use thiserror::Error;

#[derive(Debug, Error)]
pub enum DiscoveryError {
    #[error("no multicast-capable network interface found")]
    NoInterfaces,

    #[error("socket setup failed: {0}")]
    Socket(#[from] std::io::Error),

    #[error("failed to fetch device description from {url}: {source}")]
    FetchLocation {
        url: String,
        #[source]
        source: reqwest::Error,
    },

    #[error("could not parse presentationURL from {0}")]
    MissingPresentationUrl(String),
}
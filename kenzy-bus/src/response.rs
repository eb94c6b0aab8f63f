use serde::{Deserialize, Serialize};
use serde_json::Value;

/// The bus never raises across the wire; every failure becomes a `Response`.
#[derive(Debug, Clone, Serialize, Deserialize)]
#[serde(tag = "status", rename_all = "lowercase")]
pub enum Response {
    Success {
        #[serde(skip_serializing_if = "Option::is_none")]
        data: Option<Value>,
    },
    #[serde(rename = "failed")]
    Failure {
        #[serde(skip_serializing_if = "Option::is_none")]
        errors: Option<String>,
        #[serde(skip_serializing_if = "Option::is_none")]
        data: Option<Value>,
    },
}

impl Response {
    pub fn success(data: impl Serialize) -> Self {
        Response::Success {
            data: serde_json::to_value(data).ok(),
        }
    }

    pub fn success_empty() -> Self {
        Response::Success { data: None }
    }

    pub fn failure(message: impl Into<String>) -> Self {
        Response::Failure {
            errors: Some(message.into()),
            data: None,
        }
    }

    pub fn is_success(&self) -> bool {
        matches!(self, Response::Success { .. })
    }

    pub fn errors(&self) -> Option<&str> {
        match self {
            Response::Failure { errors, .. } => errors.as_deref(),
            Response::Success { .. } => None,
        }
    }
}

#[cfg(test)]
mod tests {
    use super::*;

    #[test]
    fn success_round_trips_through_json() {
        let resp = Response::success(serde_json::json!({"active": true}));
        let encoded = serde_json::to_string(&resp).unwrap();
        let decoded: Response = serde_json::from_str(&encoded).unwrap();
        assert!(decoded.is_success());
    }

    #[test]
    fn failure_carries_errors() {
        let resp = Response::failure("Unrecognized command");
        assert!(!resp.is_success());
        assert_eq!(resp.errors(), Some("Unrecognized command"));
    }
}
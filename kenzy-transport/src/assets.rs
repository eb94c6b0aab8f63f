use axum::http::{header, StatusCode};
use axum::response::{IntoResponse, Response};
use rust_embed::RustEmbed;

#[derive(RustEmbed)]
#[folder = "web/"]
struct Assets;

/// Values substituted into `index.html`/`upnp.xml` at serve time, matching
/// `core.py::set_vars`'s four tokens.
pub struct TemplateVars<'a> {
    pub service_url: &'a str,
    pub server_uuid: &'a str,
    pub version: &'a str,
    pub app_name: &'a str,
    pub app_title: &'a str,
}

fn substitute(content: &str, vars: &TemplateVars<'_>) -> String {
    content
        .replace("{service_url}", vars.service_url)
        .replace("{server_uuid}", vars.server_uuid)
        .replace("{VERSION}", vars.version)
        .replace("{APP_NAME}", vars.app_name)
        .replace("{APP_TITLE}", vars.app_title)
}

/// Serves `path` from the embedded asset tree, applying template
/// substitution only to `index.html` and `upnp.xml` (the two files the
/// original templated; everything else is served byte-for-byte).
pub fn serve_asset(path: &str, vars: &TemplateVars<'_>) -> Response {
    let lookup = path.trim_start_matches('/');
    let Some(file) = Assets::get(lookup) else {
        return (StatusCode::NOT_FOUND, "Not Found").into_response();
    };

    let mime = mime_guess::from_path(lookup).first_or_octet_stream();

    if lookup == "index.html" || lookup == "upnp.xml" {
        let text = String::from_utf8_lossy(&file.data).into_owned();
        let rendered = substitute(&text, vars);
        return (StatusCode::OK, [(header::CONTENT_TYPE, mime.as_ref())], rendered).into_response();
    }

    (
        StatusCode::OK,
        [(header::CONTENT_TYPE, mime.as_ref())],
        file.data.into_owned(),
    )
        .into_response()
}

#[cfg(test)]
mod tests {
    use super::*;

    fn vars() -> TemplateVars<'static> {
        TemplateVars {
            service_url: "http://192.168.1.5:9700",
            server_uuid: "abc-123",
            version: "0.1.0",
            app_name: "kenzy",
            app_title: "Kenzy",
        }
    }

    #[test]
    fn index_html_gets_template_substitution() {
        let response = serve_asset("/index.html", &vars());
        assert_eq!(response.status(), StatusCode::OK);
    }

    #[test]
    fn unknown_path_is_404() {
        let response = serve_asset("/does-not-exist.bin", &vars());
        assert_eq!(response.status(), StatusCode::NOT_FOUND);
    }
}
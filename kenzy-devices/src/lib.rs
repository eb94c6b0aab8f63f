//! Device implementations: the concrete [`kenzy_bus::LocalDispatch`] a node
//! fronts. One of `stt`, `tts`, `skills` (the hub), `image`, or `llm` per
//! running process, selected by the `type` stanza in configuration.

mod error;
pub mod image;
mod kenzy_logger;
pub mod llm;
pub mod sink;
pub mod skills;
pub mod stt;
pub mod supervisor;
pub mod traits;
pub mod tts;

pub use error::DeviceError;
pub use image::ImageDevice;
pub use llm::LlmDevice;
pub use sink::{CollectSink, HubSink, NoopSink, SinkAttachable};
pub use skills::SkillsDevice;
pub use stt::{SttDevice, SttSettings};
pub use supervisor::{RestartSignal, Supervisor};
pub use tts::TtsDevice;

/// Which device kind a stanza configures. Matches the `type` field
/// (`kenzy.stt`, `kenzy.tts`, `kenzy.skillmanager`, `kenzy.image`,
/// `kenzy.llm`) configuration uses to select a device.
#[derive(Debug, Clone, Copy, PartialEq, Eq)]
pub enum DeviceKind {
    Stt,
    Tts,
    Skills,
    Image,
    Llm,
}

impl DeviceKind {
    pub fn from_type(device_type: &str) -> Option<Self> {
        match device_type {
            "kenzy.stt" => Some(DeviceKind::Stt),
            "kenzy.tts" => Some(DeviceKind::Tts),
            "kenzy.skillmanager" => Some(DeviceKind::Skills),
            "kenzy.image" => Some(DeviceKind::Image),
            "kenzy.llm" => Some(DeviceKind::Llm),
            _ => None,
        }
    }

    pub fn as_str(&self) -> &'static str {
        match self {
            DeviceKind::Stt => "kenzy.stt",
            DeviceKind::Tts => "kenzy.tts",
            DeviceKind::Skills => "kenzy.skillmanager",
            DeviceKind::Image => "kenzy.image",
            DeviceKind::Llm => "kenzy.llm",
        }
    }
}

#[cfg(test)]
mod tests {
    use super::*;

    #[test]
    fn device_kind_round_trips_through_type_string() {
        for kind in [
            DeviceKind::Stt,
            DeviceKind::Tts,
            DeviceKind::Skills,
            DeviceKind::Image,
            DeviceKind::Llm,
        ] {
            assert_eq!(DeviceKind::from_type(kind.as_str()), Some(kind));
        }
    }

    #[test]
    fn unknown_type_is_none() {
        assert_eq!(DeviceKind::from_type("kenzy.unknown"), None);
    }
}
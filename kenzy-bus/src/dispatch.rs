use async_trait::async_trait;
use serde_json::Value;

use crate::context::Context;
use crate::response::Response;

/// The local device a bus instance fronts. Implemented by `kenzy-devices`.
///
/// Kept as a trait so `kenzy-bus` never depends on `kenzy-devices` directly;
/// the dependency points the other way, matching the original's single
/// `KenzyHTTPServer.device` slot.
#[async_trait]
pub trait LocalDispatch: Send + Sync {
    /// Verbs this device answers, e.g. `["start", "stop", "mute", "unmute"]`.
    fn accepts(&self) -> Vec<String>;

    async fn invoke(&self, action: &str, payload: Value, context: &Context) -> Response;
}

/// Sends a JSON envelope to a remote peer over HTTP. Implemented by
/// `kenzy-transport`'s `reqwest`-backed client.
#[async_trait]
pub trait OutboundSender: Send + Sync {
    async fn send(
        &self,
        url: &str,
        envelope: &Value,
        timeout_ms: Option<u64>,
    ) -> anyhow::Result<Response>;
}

★ ★ ★ ★ ★

Find and copy every line in the entries above where the string "configuration" occurs.

— TASK RESPONSE —
//! running process, selected by the `type` stanza in configuration.
/// `kenzy.llm`) configuration uses to select a device.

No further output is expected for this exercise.